> _Exercise_:
Every line below that holds the string "while" must be copied.

_ _ _

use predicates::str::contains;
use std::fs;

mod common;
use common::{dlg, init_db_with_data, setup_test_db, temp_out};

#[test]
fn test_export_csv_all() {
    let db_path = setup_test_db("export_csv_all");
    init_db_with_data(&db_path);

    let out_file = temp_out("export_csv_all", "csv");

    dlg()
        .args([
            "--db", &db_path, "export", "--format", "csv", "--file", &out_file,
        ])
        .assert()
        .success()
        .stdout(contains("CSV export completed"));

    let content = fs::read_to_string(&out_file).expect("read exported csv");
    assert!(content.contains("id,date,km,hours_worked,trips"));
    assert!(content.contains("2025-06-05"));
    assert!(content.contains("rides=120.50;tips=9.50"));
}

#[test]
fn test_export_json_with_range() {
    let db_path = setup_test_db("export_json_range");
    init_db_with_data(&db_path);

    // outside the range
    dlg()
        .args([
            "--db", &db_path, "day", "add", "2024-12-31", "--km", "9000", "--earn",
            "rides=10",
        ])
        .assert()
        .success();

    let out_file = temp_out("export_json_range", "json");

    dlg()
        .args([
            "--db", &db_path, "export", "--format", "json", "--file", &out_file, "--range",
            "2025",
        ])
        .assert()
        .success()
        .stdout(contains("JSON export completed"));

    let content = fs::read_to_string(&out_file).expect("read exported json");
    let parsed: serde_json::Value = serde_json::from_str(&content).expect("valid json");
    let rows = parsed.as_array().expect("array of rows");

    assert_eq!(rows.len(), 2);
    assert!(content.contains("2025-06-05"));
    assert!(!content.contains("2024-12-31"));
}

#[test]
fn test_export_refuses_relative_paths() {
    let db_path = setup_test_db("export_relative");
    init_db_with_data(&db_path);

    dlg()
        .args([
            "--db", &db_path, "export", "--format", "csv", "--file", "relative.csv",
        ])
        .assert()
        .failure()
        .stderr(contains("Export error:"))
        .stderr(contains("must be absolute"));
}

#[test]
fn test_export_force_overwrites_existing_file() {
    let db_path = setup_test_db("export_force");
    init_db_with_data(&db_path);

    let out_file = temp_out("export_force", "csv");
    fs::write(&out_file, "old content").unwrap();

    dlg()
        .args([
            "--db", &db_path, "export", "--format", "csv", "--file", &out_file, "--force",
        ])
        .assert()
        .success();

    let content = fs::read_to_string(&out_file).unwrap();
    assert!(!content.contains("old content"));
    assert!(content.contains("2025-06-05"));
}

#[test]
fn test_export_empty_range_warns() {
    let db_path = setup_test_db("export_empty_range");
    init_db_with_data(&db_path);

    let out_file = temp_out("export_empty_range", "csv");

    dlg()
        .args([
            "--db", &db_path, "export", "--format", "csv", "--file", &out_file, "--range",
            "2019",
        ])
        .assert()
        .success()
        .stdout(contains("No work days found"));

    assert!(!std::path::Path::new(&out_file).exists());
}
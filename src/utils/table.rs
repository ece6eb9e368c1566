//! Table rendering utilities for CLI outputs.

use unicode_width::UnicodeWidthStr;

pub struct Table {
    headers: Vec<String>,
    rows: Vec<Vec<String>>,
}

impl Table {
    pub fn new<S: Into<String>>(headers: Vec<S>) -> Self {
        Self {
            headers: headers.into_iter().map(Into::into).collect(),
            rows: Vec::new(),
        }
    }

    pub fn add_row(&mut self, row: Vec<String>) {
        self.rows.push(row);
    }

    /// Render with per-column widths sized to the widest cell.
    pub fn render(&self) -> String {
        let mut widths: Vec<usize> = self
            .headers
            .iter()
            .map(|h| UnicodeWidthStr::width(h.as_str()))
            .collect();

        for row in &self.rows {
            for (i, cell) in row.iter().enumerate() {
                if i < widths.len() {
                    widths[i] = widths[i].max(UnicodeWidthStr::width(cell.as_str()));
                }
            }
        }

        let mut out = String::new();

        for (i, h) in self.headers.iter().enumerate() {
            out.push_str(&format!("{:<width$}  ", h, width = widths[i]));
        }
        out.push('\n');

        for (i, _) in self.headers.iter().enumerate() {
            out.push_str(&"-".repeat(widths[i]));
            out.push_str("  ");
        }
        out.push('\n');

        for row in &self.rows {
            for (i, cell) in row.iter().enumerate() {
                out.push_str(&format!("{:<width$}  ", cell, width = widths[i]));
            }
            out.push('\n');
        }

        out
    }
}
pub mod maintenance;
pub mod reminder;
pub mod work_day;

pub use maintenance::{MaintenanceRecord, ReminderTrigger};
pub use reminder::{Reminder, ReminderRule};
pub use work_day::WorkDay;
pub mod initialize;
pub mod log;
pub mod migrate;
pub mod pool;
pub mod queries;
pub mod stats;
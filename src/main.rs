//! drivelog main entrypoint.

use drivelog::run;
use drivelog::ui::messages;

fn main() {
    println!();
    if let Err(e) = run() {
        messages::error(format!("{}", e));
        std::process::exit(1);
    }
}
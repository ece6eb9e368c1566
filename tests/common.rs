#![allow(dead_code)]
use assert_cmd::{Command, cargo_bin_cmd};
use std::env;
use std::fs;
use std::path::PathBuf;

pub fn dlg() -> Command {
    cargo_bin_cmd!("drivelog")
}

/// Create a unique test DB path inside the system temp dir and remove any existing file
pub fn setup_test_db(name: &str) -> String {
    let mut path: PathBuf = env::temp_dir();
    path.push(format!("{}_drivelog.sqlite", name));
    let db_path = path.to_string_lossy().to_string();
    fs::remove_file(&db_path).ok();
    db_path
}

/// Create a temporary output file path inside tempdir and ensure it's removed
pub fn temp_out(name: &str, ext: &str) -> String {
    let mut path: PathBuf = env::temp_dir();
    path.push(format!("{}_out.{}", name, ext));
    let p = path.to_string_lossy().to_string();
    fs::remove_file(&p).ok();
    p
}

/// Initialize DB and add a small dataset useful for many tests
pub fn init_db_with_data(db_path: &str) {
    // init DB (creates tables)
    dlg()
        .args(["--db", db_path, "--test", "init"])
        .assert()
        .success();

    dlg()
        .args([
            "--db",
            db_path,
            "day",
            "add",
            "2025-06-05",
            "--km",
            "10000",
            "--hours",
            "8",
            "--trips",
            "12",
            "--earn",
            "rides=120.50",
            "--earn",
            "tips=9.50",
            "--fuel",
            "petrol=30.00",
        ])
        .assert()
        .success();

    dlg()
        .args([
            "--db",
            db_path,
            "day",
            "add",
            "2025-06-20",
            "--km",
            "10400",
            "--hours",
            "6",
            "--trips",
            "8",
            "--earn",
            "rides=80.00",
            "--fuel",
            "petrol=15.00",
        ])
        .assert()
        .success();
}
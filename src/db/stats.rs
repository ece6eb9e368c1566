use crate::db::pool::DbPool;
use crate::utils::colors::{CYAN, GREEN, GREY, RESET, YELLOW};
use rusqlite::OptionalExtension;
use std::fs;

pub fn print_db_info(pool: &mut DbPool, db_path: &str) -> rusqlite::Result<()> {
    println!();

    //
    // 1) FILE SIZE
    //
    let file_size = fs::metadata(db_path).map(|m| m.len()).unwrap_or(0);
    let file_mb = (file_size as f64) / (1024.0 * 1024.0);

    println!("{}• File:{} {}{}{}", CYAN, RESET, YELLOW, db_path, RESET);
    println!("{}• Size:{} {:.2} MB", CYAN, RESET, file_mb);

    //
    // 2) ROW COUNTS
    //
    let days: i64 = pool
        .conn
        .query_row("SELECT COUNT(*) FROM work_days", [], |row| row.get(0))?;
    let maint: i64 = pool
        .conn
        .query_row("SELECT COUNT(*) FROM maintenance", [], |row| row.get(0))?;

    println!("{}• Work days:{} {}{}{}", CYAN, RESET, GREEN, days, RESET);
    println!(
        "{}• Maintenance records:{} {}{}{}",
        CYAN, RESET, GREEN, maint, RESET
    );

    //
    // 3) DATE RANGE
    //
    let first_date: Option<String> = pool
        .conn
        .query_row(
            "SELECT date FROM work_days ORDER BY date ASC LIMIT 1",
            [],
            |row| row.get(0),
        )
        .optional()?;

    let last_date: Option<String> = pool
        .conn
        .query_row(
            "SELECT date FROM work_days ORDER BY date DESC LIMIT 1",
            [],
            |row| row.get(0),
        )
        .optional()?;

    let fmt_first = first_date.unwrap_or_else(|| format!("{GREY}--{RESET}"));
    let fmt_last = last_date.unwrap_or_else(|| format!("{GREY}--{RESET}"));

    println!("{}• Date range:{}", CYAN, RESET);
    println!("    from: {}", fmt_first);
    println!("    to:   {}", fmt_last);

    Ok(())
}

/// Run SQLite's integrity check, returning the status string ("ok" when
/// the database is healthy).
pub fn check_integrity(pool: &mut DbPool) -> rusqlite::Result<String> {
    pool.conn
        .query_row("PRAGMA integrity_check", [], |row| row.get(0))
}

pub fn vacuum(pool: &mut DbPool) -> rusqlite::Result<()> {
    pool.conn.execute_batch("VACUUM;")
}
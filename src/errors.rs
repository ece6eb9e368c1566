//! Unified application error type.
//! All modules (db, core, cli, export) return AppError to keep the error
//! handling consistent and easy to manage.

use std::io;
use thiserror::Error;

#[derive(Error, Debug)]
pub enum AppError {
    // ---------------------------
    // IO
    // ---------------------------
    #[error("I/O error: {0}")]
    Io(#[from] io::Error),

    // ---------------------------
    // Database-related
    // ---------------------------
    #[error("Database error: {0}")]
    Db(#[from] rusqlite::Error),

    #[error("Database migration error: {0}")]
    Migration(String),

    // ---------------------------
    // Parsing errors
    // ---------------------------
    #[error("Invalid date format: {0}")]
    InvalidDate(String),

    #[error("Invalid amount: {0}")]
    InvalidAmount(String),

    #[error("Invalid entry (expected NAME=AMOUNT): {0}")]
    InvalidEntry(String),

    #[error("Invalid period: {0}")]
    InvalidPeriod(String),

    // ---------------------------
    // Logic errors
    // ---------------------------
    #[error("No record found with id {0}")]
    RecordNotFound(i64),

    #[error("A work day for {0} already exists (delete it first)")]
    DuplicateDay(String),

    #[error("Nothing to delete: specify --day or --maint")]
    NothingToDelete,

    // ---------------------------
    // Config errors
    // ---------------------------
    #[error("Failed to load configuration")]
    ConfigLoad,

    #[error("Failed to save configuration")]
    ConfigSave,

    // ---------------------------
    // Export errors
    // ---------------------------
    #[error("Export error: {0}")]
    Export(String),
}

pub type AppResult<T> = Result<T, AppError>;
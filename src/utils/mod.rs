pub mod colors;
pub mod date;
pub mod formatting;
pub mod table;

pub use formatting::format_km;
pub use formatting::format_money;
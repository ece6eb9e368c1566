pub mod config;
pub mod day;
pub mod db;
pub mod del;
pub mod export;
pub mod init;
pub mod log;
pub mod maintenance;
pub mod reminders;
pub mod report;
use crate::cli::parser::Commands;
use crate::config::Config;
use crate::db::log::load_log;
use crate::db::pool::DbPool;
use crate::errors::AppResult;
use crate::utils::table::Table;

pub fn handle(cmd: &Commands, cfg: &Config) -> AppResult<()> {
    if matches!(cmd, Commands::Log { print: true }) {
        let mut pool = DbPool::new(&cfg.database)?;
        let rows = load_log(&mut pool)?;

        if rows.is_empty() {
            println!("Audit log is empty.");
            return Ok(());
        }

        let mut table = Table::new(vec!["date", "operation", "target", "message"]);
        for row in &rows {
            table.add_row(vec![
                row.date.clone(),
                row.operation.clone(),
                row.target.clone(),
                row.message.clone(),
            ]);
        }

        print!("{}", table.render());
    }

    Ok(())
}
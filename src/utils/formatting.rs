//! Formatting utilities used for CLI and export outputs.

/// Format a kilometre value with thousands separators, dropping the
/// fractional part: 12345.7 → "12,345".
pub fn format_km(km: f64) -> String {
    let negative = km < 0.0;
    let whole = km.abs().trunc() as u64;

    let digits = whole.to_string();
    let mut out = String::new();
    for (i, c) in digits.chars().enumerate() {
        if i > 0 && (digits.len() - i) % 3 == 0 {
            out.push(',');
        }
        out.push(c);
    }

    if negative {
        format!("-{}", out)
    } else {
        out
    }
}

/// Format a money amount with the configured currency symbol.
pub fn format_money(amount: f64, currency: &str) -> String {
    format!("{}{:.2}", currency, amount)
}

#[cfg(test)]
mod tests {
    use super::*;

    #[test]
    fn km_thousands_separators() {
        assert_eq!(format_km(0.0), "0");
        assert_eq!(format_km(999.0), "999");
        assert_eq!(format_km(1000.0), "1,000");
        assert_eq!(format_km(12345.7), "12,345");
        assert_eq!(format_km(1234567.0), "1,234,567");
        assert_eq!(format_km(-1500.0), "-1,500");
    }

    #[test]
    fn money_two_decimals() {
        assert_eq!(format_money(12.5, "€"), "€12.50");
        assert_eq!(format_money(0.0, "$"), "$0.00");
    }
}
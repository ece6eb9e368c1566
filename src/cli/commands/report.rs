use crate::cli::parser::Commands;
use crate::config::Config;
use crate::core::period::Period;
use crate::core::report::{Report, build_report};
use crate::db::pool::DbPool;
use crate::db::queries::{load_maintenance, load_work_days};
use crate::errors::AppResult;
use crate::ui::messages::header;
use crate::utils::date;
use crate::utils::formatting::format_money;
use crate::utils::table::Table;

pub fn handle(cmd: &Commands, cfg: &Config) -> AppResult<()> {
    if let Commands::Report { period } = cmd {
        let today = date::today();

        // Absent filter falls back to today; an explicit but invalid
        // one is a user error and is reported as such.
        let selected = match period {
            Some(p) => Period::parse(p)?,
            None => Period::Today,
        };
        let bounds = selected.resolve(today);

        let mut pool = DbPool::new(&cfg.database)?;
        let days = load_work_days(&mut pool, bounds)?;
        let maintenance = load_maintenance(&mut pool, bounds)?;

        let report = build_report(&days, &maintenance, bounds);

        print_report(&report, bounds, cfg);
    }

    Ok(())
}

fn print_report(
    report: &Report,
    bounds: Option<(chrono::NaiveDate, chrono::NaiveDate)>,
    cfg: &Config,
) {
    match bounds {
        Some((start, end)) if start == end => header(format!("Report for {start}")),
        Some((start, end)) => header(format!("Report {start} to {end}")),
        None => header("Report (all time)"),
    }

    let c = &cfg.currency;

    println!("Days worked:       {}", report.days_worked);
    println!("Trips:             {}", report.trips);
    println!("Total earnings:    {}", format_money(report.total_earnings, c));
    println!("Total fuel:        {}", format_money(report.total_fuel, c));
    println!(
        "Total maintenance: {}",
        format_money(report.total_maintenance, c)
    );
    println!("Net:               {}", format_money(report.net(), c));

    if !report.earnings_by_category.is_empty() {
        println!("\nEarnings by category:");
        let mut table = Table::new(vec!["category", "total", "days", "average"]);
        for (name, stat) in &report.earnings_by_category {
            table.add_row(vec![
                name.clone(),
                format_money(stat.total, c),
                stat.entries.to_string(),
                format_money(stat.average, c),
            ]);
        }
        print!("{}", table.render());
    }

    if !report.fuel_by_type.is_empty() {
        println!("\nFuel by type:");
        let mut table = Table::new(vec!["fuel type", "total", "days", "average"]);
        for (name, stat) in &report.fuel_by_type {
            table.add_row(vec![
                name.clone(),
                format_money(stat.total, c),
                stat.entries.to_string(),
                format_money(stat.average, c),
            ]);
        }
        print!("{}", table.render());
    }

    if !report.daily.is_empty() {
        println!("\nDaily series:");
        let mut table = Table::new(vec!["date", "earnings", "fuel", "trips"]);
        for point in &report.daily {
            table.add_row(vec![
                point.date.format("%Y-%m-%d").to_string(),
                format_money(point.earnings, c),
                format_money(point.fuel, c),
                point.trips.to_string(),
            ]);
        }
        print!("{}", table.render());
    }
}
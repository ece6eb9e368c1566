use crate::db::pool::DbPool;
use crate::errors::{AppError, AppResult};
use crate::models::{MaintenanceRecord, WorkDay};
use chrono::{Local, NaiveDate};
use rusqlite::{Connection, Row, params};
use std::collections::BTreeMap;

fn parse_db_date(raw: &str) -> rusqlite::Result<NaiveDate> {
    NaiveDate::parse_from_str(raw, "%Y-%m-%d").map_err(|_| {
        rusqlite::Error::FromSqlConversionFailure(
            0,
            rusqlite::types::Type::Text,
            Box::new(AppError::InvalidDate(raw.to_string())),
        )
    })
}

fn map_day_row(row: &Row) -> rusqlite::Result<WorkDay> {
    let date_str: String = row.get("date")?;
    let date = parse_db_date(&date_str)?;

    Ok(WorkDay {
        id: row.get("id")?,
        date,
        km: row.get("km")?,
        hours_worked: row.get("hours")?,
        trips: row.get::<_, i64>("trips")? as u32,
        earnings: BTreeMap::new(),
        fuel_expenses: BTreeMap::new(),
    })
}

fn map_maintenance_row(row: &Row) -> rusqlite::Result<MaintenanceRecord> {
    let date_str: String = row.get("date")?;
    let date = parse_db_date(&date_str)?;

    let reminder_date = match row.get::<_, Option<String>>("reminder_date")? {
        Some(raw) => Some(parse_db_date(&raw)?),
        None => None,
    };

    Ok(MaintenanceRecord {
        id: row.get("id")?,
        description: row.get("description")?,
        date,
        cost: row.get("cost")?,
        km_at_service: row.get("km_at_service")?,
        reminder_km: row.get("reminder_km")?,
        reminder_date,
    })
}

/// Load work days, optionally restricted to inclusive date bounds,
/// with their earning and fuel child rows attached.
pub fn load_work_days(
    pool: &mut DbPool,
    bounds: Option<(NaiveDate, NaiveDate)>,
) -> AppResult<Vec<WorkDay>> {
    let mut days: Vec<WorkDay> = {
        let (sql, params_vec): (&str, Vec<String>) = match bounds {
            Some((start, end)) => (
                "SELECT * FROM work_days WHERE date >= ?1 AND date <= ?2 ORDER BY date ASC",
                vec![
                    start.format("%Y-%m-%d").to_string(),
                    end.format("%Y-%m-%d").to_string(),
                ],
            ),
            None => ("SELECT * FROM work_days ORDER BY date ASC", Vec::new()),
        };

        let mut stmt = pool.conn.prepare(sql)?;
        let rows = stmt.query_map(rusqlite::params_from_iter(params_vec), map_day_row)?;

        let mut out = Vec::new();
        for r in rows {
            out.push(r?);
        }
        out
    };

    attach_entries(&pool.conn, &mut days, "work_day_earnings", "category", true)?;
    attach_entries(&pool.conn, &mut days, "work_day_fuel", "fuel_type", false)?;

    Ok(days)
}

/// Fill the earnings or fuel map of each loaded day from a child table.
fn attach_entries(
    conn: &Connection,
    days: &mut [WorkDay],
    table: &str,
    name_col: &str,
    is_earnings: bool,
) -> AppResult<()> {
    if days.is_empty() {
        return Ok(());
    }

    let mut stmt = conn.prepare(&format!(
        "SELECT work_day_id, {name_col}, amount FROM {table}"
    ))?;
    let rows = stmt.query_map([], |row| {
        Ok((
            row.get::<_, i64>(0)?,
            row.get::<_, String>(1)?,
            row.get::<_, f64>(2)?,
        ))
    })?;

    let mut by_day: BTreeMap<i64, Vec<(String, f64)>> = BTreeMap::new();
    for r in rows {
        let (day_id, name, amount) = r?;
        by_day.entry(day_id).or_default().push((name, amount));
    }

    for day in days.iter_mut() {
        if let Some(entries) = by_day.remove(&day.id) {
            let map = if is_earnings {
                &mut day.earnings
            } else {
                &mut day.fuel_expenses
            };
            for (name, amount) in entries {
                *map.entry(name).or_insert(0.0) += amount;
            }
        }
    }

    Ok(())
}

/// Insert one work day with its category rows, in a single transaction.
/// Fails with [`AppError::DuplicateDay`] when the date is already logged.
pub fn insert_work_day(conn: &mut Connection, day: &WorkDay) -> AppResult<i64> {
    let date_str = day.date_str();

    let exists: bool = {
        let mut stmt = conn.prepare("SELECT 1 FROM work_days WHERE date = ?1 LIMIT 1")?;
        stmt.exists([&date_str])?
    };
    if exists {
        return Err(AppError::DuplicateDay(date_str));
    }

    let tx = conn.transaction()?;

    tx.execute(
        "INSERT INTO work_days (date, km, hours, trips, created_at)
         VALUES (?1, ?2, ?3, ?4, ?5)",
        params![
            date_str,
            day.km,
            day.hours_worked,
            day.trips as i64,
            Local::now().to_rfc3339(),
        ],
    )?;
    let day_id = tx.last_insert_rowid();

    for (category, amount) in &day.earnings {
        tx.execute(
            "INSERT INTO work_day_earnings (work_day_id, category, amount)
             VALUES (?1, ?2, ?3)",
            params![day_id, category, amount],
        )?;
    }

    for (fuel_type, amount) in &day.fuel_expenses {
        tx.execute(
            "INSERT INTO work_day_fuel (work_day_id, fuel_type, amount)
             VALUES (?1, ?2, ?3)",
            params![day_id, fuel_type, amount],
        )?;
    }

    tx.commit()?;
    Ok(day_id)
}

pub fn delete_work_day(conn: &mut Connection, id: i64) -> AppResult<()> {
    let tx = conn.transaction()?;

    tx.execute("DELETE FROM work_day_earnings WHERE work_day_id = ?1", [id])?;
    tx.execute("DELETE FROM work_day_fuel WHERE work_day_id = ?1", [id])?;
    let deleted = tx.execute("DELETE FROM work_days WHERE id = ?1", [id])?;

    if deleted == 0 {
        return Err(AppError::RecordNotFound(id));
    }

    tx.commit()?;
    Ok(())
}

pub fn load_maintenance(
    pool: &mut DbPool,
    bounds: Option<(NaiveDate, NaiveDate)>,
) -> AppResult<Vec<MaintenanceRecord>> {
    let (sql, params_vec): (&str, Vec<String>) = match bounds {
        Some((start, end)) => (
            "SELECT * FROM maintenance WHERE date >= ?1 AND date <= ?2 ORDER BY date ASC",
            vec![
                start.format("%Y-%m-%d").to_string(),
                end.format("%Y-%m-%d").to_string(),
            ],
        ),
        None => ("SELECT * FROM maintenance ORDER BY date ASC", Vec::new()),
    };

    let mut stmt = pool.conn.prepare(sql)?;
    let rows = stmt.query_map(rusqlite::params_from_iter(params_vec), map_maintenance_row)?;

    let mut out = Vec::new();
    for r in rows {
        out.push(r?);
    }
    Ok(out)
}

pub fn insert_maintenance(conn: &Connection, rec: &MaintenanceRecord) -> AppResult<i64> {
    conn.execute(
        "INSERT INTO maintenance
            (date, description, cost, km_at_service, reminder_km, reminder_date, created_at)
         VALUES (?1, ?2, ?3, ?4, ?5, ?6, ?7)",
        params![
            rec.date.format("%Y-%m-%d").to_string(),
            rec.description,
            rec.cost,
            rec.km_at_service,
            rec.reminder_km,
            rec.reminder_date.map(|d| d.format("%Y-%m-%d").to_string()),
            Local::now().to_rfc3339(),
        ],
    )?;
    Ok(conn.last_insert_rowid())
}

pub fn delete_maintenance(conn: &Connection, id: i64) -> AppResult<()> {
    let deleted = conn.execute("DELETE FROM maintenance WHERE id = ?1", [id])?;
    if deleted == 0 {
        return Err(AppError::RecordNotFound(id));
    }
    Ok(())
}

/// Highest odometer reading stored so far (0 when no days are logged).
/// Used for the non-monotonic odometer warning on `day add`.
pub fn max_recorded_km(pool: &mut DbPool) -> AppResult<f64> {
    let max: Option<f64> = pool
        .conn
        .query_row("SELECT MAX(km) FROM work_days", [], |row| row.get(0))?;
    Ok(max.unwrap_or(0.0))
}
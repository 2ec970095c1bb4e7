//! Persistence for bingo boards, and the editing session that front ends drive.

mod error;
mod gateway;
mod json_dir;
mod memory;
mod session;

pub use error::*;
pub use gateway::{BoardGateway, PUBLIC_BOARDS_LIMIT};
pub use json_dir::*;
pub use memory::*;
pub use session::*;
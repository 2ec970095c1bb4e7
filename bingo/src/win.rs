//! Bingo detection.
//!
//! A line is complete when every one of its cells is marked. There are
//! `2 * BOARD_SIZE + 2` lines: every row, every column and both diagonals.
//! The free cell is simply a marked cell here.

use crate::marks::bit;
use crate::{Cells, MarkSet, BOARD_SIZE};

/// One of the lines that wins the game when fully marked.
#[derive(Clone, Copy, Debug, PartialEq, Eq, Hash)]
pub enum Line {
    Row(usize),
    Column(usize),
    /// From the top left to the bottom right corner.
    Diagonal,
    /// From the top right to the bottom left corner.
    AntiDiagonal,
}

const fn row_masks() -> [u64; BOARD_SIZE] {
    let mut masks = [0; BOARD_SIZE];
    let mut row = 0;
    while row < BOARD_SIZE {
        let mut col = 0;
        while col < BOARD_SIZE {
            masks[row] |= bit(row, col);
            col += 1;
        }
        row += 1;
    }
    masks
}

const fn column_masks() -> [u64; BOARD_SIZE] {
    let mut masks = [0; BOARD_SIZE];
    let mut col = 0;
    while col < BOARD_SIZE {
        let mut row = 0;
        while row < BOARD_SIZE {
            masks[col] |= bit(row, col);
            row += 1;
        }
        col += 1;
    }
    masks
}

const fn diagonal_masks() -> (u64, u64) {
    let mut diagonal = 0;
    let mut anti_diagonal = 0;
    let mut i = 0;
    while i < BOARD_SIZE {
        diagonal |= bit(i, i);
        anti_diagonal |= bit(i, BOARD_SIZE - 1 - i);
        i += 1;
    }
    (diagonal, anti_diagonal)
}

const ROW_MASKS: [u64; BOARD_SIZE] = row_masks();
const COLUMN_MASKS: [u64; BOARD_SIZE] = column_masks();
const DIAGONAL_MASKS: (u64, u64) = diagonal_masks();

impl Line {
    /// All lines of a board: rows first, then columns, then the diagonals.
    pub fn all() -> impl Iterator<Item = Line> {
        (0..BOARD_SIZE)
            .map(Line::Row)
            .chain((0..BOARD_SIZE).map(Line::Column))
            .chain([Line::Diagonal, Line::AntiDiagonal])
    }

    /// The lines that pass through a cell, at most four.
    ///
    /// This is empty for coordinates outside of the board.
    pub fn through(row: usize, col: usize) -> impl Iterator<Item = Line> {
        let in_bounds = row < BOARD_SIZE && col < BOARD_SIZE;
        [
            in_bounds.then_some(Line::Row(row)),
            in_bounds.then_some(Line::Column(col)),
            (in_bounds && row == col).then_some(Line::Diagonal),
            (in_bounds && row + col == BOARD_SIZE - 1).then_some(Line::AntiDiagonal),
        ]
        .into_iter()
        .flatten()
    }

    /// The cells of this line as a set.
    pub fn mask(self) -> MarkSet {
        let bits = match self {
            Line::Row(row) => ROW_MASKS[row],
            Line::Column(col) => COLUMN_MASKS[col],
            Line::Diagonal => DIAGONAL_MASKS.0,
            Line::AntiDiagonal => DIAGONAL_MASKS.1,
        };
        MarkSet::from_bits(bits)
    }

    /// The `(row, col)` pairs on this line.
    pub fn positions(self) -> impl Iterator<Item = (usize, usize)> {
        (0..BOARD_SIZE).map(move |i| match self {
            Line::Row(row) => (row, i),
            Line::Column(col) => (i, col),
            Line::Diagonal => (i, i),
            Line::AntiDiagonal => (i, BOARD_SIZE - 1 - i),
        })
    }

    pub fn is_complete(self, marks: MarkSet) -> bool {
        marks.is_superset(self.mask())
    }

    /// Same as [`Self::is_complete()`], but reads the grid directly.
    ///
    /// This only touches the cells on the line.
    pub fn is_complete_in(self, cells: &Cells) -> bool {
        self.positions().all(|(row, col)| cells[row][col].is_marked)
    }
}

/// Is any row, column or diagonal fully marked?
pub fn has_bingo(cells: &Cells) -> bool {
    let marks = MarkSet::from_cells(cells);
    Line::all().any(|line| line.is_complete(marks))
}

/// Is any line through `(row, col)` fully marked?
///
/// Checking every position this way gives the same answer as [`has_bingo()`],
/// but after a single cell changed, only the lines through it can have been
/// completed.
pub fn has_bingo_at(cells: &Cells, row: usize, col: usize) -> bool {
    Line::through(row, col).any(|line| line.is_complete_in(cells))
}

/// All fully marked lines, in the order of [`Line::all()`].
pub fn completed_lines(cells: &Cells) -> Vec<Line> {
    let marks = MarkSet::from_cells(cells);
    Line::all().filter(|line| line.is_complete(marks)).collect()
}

_ _ _

> _Result of this exercise_:
    while row < BOARD_SIZE {
        while col < BOARD_SIZE {
    while col < BOARD_SIZE {
        while row < BOARD_SIZE {
    while i < BOARD_SIZE {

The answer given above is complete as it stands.